Notebooks are the most popular way for literate programming in python. One can easily mix code, output, and textual explanations in notebooks, and convert the result into html pages or a pdf document.
In order to use notebooks, one has to start the notebook server, typically by clicking on the Jupyterlab icon on the Anaconda navigator window. This opens a new browser window where one can start a fresh notebook (or open an existing one). Notebooks can also be set up to run on a server instead of local computer, in that case one has just to point the browser to the dedicated start page.
The notebook cells can contain either code or markdown text. The figure at right show three cells in Jupyterlab. The middle cell, marked with a blue bar at left, is the active cell where one can write and edit text. This is currently a markdown cell, as visible on the top-right dropdown menu (underlined in red). When you execute the markdown using the “run” triangle (top center, underlined in red), or more likely by Shift-Enter, the markdown will be rendered. A similar, rendered cell is visible as the topmost cell in the notebook.
Underneath, we can see a code cell that has already been run. Code cells can be recognized by the brackets at left, the number “1” within brackets means that this cell was run as the first cell in this notebook. If the code produces any output, this is also visible underneath. The visual layout and menus are somewhat different when using notebooks outside of Jupyterlab.
Jupyter notebooks share a number of similarities with rmarkdown but there are also a number of differences. Both are frameworks for literal programming and both support different programming languages, including python and R. However, notebook file format contains output while rmarkdown does not contain it. This makes notebooks an easy way to share both code and output. But output in the file makes it less suitable for version control systems, and the file format is also much more complex. The table below summarizes the main differences between these two formats.
Jupyter notebooks | rmarkdown |
---|---|
Separate code cells and markdown cells | code chunks in markdown text |
Includes output | does not include output |
Json file containing text, code, output | markdown file containing text, code (no output) |
Not git friendly (because of output) | git friendly |
Works in browser | works in RStudio |
Limited support elsewhere | can be used with different text editor (just text) |
Requires background process running (kernel) | requires compilation (or RStudio) |
As a practical implication, with notebooks you can inject html into your output and in this way create virtually unlimited webpages.

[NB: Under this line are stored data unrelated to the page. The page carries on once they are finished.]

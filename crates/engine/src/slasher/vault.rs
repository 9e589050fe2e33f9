//! Slashing the members of a vault that lost funds.

use custody_primitives::{
    asset::Coin,
    ids::PubKey,
    types::{mul_div, Amount, BASIS_POINTS},
    validator::Validator,
    vault::Vault,
};
use tracing::{info, warn};

use crate::{
    context::CustodyCtx,
    errors::EngineResult,
    events::CustodyEvent,
    pricing::PricingOracle,
    store::CustodyStore,
};

/// How a vault slash was settled.
#[derive(Debug, Clone, Copy, Default, PartialEq, Eq)]
pub struct VaultSlash {
    /// Native value of the lost coins.
    pub lost_value: Amount,

    /// Bond taken from the members.
    pub slashed: Amount,

    /// Part of the slashed bond paid to pools to make up for the lost coins.
    pub pool_credit: Amount,

    /// Part of the slashed bond paid to the reserve.
    pub reserve_credit: Amount,
}

impl CustodyCtx<'_> {
    /// Takes bond from the members of `vault` for `coins` it lost, pro rata to their bonds.
    ///
    /// The bond taken first makes the affected pools whole, the rest goes to the reserve. A loss
    /// at or above the pause threshold halts the chains involved and freezes the vault.
    pub fn slash_vault(&mut self, vault: &PubKey, coins: &[Coin]) -> EngineResult<VaultSlash> {
        let mut vault = self.require_vault(vault)?;

        let mut values = Vec::with_capacity(coins.len());
        for coin in coins {
            values.push(self.store().coin_value_or_zero(coin)?);
        }
        let lost_value = values
            .iter()
            .fold(0, |acc: Amount, v| acc.saturating_add(*v));
        if lost_value == 0 {
            return Ok(VaultSlash::default());
        }

        let mut members = Vec::new();
        for key in &vault.membership {
            if let Some(member) = self.store().validator_by_pub_key(key)? {
                members.push(member);
            }
        }

        let penalty = mul_div(lost_value, self.params.slash_penalty_bps, BASIS_POINTS);
        let slashed = self.slash_bonds(&mut members, penalty)?;

        let mut remaining = slashed;
        let mut pool_credit: Amount = 0;
        for (coin, value) in coins.iter().zip(values) {
            if remaining == 0 {
                break;
            }
            if coin.asset.is_native() || value == 0 {
                continue;
            }
            let Some(mut pool) = self.store().pool(&coin.asset)? else {
                continue;
            };

            let credit = remaining.min(value);
            let asset_amount = if credit == value {
                coin.amount
            } else {
                mul_div(coin.amount, credit, value)
            }
            .min(pool.balance_asset);

            pool.balance_asset -= asset_amount;
            pool.balance_native = pool.balance_native.saturating_add(credit);
            self.store_mut().put_pool(&pool)?;

            remaining -= credit;
            pool_credit += credit;
            self.emit(CustodyEvent::PoolSlashed {
                asset: coin.asset.clone(),
                asset_amount,
                native_amount: credit,
            });
        }
        self.store_mut().credit_reserve(remaining)?;

        info!(
            vault = %vault.pub_key,
            %lost_value,
            %slashed,
            %pool_credit,
            "slashed vault members"
        );

        let threshold = self.params.pause_on_slash_threshold;
        if threshold > 0 && lost_value >= threshold {
            self.pause_after_loss(&mut vault, coins)?;
        }

        Ok(VaultSlash {
            lost_value,
            slashed,
            pool_credit,
            reserve_credit: remaining,
        })
    }

    /// Reduces the members' bonds by `total` split by bond weight, and returns the bond taken.
    ///
    /// Rounding dust is taken from the largest bond.
    fn slash_bonds(&mut self, members: &mut [Validator], total: Amount) -> EngineResult<Amount> {
        let total_bond = members
            .iter()
            .fold(0, |acc: Amount, m| acc.saturating_add(m.bond));
        let total = total.min(total_bond);
        if total == 0 {
            return Ok(0);
        }

        let mut shares: Vec<Amount> = members
            .iter()
            .map(|m| mul_div(total, m.bond, total_bond).min(m.bond))
            .collect();
        let dust = total.saturating_sub(shares.iter().sum());
        if let Some(largest) = members
            .iter()
            .enumerate()
            .max_by(|(ia, a), (ib, b)| a.bond.cmp(&b.bond).then_with(|| ib.cmp(ia)))
            .map(|(idx, _)| idx)
        {
            shares[largest] = shares[largest].saturating_add(dust);
        }

        let mut slashed: Amount = 0;
        for (member, share) in members.iter_mut().zip(shares) {
            let taken = member.reduce_bond(share);
            if taken == 0 {
                continue;
            }

            self.store_mut().put_validator(member)?;
            slashed += taken;
            self.emit(CustodyEvent::BondSlashed {
                node: member.address.clone(),
                amount: taken,
                reason: "vault lost funds".to_string(),
            });
        }

        Ok(slashed)
    }

    fn pause_after_loss(
        &mut self,
        vault: &mut Vault,
        coins: &[Coin],
    ) -> EngineResult<()> {
        let height = self.height;
        let mut chains: Vec<_> = coins
            .iter()
            .map(|c| c.asset.chain)
            .filter(|c| !c.is_native())
            .collect();
        chains.sort();
        chains.dedup();

        for chain in chains {
            if self.store().chain_halt(chain)?.is_some() {
                continue;
            }

            self.store_mut().halt_chain(chain, height)?;
            warn!(%chain, vault = %vault.pub_key, "halting chain after vault loss");
            self.emit(CustodyEvent::ChainHalted { chain, height });
        }

        vault.frozen = true;
        self.store_mut().put_vault(vault)?;

        Ok(())
    }
}
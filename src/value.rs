//! Decimal reading extraction from appliance status messages
//!
//! The appliance formats readings with a locale-specific decimal separator
//! (`"Temperature 21,5 degrees"`). Extraction is a single separator substitution
//! ahead of regular float parsing.

use crate::error::{MonitorError, Result};
use regex::Regex;
use std::sync::OnceLock;

/// Separator used by the appliance when none is configured
pub const DEFAULT_DECIMAL_SEPARATOR: char = ',';

/// Extracts the first decimal reading from free-text messages
#[derive(Debug, Clone)]
pub struct DecimalExtractor {
    separator: char,
    pattern: Regex,
}

impl Default for DecimalExtractor {
    fn default() -> Self {
        Self::new(DEFAULT_DECIMAL_SEPARATOR)
    }
}

impl DecimalExtractor {
    /// Create an extractor for the given decimal separator
    pub fn new(separator: char) -> Self {
        let escaped = regex::escape(&separator.to_string());
        // Digits on both sides of the separator
        let pattern = Regex::new(&format!(r"[0-9]+{escaped}[0-9]+"))
            .expect("escaped separator forms a valid pattern");

        Self { separator, pattern }
    }

    /// Decimal separator this extractor recognizes
    pub fn separator(&self) -> char {
        self.separator
    }

    /// Extract the leftmost reading from `message`
    ///
    /// Returns [`MonitorError::NoValue`] when the message carries no reading. A
    /// matched substring that does not parse to a finite number is reported the same
    /// way.
    pub fn extract(&self, message: &str) -> Result<f64> {
        let found = self
            .pattern
            .find(message)
            .ok_or(MonitorError::NoValue)?;

        let value = found
            .as_str()
            .replace(self.separator, ".")
            .parse::<f64>()
            .map_err(|_| MonitorError::NoValue)?;

        // Digit runs too long for f64 parse to infinity
        if value.is_finite() {
            Ok(value)
        } else {
            Err(MonitorError::NoValue)
        }
    }
}

/// Extract a reading using the appliance's default comma separator
pub fn extract_value(message: &str) -> Result<f64> {
    static DEFAULT_EXTRACTOR: OnceLock<DecimalExtractor> = OnceLock::new();
    DEFAULT_EXTRACTOR
        .get_or_init(DecimalExtractor::default)
        .extract(message)
}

However, a few simple tasks, such as writing text, is just a bit more complicated (new cells are code cells by default), so notebooks discourage writing. Notebooks also do not include easy inline code chunks that are possible with rmarkdown.
2.3 Base language
The base python is well designed and easy to learn. It is in many ways similar to C++ and java, but much simpler. It also lacks some of the rigor of the those languages which makes it a very good choice for scripting and quick prototyping but a somewhat less suited for complex large-scale projects.
2.3.1 A few words about variable names and coding style
Before getting into the specifics of python, a few general remarks about coding style. There is always a myriad of ways to choose variable names, naming schemes, and algorithms. This is often of little importance but may sometimes lead to errors that are frustratingly hard to debug. Below we discuss a few general strategies. As always, feel free to break any of these rules, but be able to explain why do you do that!
2.3.1.1 Choose appropriate variable names
What is “appropriate” depends on the task. If you are writing a
tiny loop that prints a message three times, the loop counter can well
be called i
:
for i in range(3):
print(i, "hi there!")
The plain i
makes the code easier to grasp than a more complex name,
e.g. greeting_counter
. Just compare:
for greeting_counter in range(3):
print(greeting_counter, "hi there!")
However, this does not mean that you should always choose the simplest
variable names. greeting_counter
may be a good choice in case you
are developing a more complex project with nested loops and many counters,
and you need to know what exactly the loop is counting.
2.3.1.2 Do not overwrite data with derived results
Data science tasks typically start with loading, cleaning and filtering data along the lines
## load
= pd.read_csv("data.csv")
data # check if loading was successful
...## clean
= data.dropna(["var1", "var2"], axis=1)
data # do more cleaning...
...## subset
= data[data.var3.isin(interesting_cases)]
data # do more subsetting...
## start real work here
This is a good way to work if you are running the code from command
line in batch mode. However, in notebooks where typical workflow
jumps back and forth, it may lead to confusing issues where a piece of
code that just a second ago worked perfectly does not work any more,
or produces wrong results. In the example above, if you run the
cleaning code
again, you’ll get an error
telling you that variables var1
and var2
were not found.
Consider creating temporary variables (and
deleting those with del
afterwards if needed).
2.3.1.3 Create a naming scheme for collections and elements
Another common task is to run a loop over all elements of a collection. The collections usually have a particular meaning and hence you tend to call it accordingly. But the individual elements you extracts in the loop have a rather similar meaning, and you are tempted to call it something very similar.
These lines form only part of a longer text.